MATERIALS PROVIDED: Begin

//! Fixed attribute accessors: names, dim, dimnames, row.names, class.
//!
//! The five fixed attributes live in the ordinary shape-backed map but carry
//! cross-field invariants the generic path cannot enforce:
//! - `names` must be a character vector of the container's length; on a
//!   one-dimensional array it is stored as `dimnames[[1]]` instead
//! - `dim` extents must be non-negative and non-NA and multiply to the
//!   container length; installing dim invalidates dimnames
//! - `dimnames` requires dim, must be a list of the array's rank, and each
//!   non-null element must match its extent
//! - `row.names` supports the compact two-element encoding of 1..n
//! - `class` must be a character vector, and "factor" is only valid on an
//!   integer representation
//!
//! All mutation is validate-first: a rejected install leaves the container
//! untouched. Removing the last attribute discards the map entirely.

use crate::vector::{RValue, RVector, VectorData, DIMNAMES_ELEMENT_NAME_PREFIX};
use rivet_core::error::{RuntimeError, RuntimeResult};
use rivet_core::intern::{intern, Symbol};
use rivet_core::kind::TypeRank;
use rivet_core::na::{is_na_int, INT_NA};
use std::sync::{Arc, OnceLock};

// =============================================================================
// Well-Known Symbols
// =============================================================================

macro_rules! well_known {
    ($fn_name:ident, $text:expr) => {
        pub fn $fn_name() -> &'static Symbol {
            static SYM: OnceLock<Symbol> = OnceLock::new();
            SYM.get_or_init(|| intern($text))
        }
    };
}

well_known!(sym_names, "names");
well_known!(sym_dim, "dim");
well_known!(sym_dimnames, "dimnames");
well_known!(sym_row_names, "row.names");
well_known!(sym_class, "class");

/// True for the five attribute names with dedicated routing and validation.
pub fn is_fixed_name(name: &Symbol) -> bool {
    name == sym_names()
        || name == sym_dim()
        || name == sym_dimnames()
        || name == sym_row_names()
        || name == sym_class()
}

// =============================================================================
// Generic Entry Points
// =============================================================================

/// Install an attribute by name, routing the fixed names through their
/// validating accessors. `None` removes.
pub fn set_attribute(
    vector: &mut RVector,
    name: &Symbol,
    value: Option<RValue>,
) -> RuntimeResult<()> {
    if name == sym_names() {
        set_names(vector, value)
    } else if name == sym_dim() {
        let dims = match &value {
            Some(v) => Some(int_extents(v)?),
            None => None,
        };
        set_dim(vector, dims.as_deref())
    } else if name == sym_dimnames() {
        set_dimnames(vector, value)
    } else if name == sym_row_names() {
        set_row_names(vector, value);
        Ok(())
    } else if name == sym_class() {
        set_class(vector, value)
    } else {
        match value {
            Some(value) => {
                vector.ensure_attributes().set(name, value);
            }
            None => {
                remove_plain(vector, name);
            }
        }
        Ok(())
    }
}

/// Read an attribute by name, routing the fixed names through their
/// accessors (so 1-D name shadowing and row.names expansion apply).
pub fn get_attribute(vector: &RVector, name: &Symbol) -> Option<RValue> {
    if name == sym_names() {
        get_names(vector)
    } else if name == sym_row_names() {
        get_row_names(vector)
    } else {
        vector.attributes()?.get(name).cloned()
    }
}

/// Presence check under the same routing as `get_attribute`, so shadowed
/// 1-D names count as present.
pub fn has_attribute(vector: &RVector, name: &Symbol) -> bool {
    get_attribute(vector, name).is_some()
}

/// Remove an attribute by name, returning the previous value.
pub fn remove_attribute(vector: &mut RVector, name: &Symbol) -> Option<RValue> {
    if name == sym_names() {
        let previous = get_names(vector);
        // Infallible: removal performs no validation
        let _ = set_names(vector, None);
        previous
    } else if name == sym_dim() {
        let previous = get_dim_value(vector);
        let _ = set_dim(vector, None);
        previous
    } else {
        remove_plain(vector, name)
    }
}

fn remove_plain(vector: &mut RVector, name: &Symbol) -> Option<RValue> {
    let removed = vector.attributes_mut()?.remove(name);
    vector.drop_attributes_if_empty();
    removed
}

// =============================================================================
// names
// =============================================================================

/// Install or remove the `names` attribute.
///
/// On a one-dimensional array the names are stored as the sole dimnames
/// element instead of as a `names` attribute.
pub fn set_names(vector: &mut RVector, names: Option<RValue>) -> RuntimeResult<()> {
    let Some(names) = names else {
        if rank(vector) == Some(1) {
            remove_plain(vector, sym_dimnames());
        }
        remove_plain(vector, sym_names());
        vector.set_internal_names(None);
        return Ok(());
    };

    if names.kind() != TypeRank::Character {
        return Err(RuntimeError::CannotCoerce {
            from: names.kind().name(),
            to: "character",
        });
    }
    if names.len() != vector.len() {
        return Err(RuntimeError::AttributeLengthMismatch {
            attribute: "names",
            attribute_len: names.len(),
            vector_len: vector.len(),
        });
    }

    if rank(vector) == Some(1) {
        let dimnames = Arc::new(RVector::list_vector(vec![names]));
        return set_dimnames(vector, Some(dimnames));
    }

    vector
        .ensure_attributes()
        .set(sym_names(), Arc::clone(&names));
    vector.set_internal_names(Some(names));
    Ok(())
}

/// Read the `names` attribute; on a one-dimensional array the first dimnames
/// element shadows it.
pub fn get_names(vector: &RVector) -> Option<RValue> {
    if let Some(names) = vector.internal_names() {
        return Some(Arc::clone(names));
    }
    if rank(vector) == Some(1) {
        let dimnames = vector.attributes()?.get(sym_dimnames())?;
        let element = dimnames.as_list()?.first()?;
        if element.kind() == TypeRank::Character && !element.is_empty() {
            return Some(Arc::clone(element));
        }
    }
    None
}

// =============================================================================
// dim
// =============================================================================

/// Install or remove the `dim` attribute.
///
/// Validation happens before any mutation. Installing dim removes any
/// existing dimnames; on a rank-1 install, existing names migrate into the
/// new dimnames.
pub fn set_dim(vector: &mut RVector, dims: Option<&[i32]>) -> RuntimeResult<()> {
    let Some(dims) = dims else {
        remove_plain(vector, sym_dimnames());
        remove_plain(vector, sym_dim());
        return Ok(());
    };

    let mut product: usize = 1;
    for &extent in dims {
        if extent < 0 || is_na_int(extent) {
            return Err(RuntimeError::InvalidDimValue { value: extent });
        }
        product = product.saturating_mul(extent as usize);
    }
    if product != vector.len() {
        return Err(RuntimeError::DimsDontMatchLength {
            product,
            length: vector.len(),
        });
    }

    remove_plain(vector, sym_dimnames());
    let migrating_names = if dims.len() == 1 {
        get_names(vector)
    } else {
        None
    };
    if migrating_names.is_some() || vector.internal_names().is_some() {
        remove_plain(vector, sym_names());
        vector.set_internal_names(None);
    }

    let dim_value = Arc::new(RVector::int_vector(dims.to_vec()));
    vector.ensure_attributes().set(sym_dim(), dim_value);

    if let Some(names) = migrating_names {
        let dimnames = Arc::new(RVector::list_vector(vec![names]));
        set_dimnames(vector, Some(dimnames))?;
    }
    Ok(())
}

/// The stored dim attribute value, if any.
pub fn get_dim_value(vector: &RVector) -> Option<RValue> {
    vector.attributes()?.get(sym_dim()).cloned()
}

/// The dim extents, if any.
pub fn get_dim(vector: &RVector) -> Option<Vec<i32>> {
    let value = get_dim_value(vector)?;
    value.as_ints().map(|d| d.to_vec())
}

/// Number of dimensions, if the container is an array.
fn rank(vector: &RVector) -> Option<usize> {
    let map = vector.attributes()?;
    let dim = map.get(sym_dim())?;
    Some(dim.len())
}

// =============================================================================
// dimnames
// =============================================================================

/// Install or remove the `dimnames` attribute.
///
/// Requires dim; the value must be a list of the array's rank, and each
/// non-null element must match its extent. The installed list carries the
/// element-name-prefix marker.
pub fn set_dimnames(vector: &mut RVector, dimnames: Option<RValue>) -> RuntimeResult<()> {
    let Some(mut dimnames) = dimnames else {
        remove_plain(vector, sym_dimnames());
        return Ok(());
    };

    let Some(dims) = get_dim(vector) else {
        return Err(RuntimeError::DimNamesNonArray);
    };
    if dimnames.kind() != TypeRank::List {
        return Err(RuntimeError::DimNamesNotList);
    }
    if dimnames.len() != dims.len() {
        return Err(RuntimeError::DimNamesDontMatchDims {
            dimnames_len: dimnames.len(),
            dims_len: dims.len(),
        });
    }
    // rank check above guarantees the list view exists
    let elements = dimnames.as_list().unwrap_or(&[]);
    for (i, (element, &extent)) in elements.iter().zip(dims.iter()).enumerate() {
        if element.is_empty() {
            continue;
        }
        if element.len() != extent as usize {
            return Err(RuntimeError::DimNamesDontMatchExtent { index: i + 1 });
        }
    }

    if dimnames.element_name_prefix().is_none() {
        Arc::make_mut(&mut dimnames).set_element_name_prefix(Some(DIMNAMES_ELEMENT_NAME_PREFIX));
    }
    vector.ensure_attributes().set(sym_dimnames(), dimnames);
    Ok(())
}

pub fn get_dimnames(vector: &RVector) -> Option<RValue> {
    vector.attributes()?.get(sym_dimnames()).cloned()
}

// =============================================================================
// row.names
// =============================================================================

/// Install or remove the `row.names` attribute. Stored as given; the compact
/// two-element encoding is expanded on read.
pub fn set_row_names(vector: &mut RVector, row_names: Option<RValue>) {
    match row_names {
        Some(value) => {
            vector.ensure_attributes().set(sym_row_names(), value);
        }
        None => {
            remove_plain(vector, sym_row_names());
        }
    }
}

/// Read `row.names`, expanding the compact encoding.
pub fn get_row_names(vector: &RVector) -> Option<RValue> {
    let stored = vector.attributes()?.get(sym_row_names())?;
    Some(expand_row_names(stored))
}

/// Expand the compact row-names encoding `c(NA_integer_, -n)` (or `n`) into
/// the materialized sequence 1..=n. Any other value passes through.
pub fn expand_row_names(row_names: &RValue) -> RValue {
    if let Some(ints) = row_names.as_ints() {
        if ints.len() == 2 && is_na_int(ints[0]) && !is_na_int(ints[1]) {
            let n = ints[1].unsigned_abs() as i32;
            return Arc::new(RVector::int_vector((1..=n).collect()));
        }
    }
    Arc::clone(row_names)
}

/// The compact encoding for row names 1..=n.
pub fn compact_row_names(n: i32) -> RValue {
    Arc::new(RVector::int_vector(vec![INT_NA, -n]))
}

// =============================================================================
// class
// =============================================================================

/// Install or remove the `class` attribute.
///
/// The value must be a character vector; an empty one removes the attribute.
/// The "factor" class is only valid on an integer representation.
pub fn set_class(vector: &mut RVector, class: Option<RValue>) -> RuntimeResult<()> {
    let Some(class) = class else {
        remove_plain(vector, sym_class());
        return Ok(());
    };

    if class.kind() != TypeRank::Character {
        return Err(RuntimeError::CannotCoerce {
            from: class.kind().name(),
            to: "character",
        });
    }
    if class.is_empty() {
        remove_plain(vector, sym_class());
        return Ok(());
    }

    let is_factor = class
        .as_strings()
        .is_some_and(|items| items.iter().any(|s| s.as_deref() == Some("factor")));
    if is_factor && vector.kind() != TypeRank::Integer {
        return Err(RuntimeError::AddingInvalidClass {
            class: "factor".to_string(),
        });
    }

    vector.ensure_attributes().set(sym_class(), class);
    Ok(())
}

pub fn get_class(vector: &RVector) -> Option<RValue> {
    vector.attributes()?.get(sym_class()).cloned()
}

// =============================================================================
// Helpers
// =============================================================================

/// Extents from an attribute value that must be an integer vector.
fn int_extents(value: &RValue) -> RuntimeResult<Vec<i32>> {
    match value.data() {
        VectorData::Int(dims) => Ok(dims.clone()),
        _ => Err(RuntimeError::CannotCoerce {
            from: value.kind().name(),
            to: "integer",
        }),
    }
}

// =============================================================================
// Tests
// =============================================================================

MATERIALS PROVIDED: End

= WHAT YOU SHOULD DO =
Each line of the entries above that contains "TypeRank" is to be copied.

= TASK SOLUTION =
use rivet_core::kind::TypeRank;
    if names.kind() != TypeRank::Character {
        if element.kind() == TypeRank::Character && !element.is_empty() {
    if dimnames.kind() != TypeRank::List {
    if class.kind() != TypeRank::Character {
    if is_factor && vector.kind() != TypeRank::Integer {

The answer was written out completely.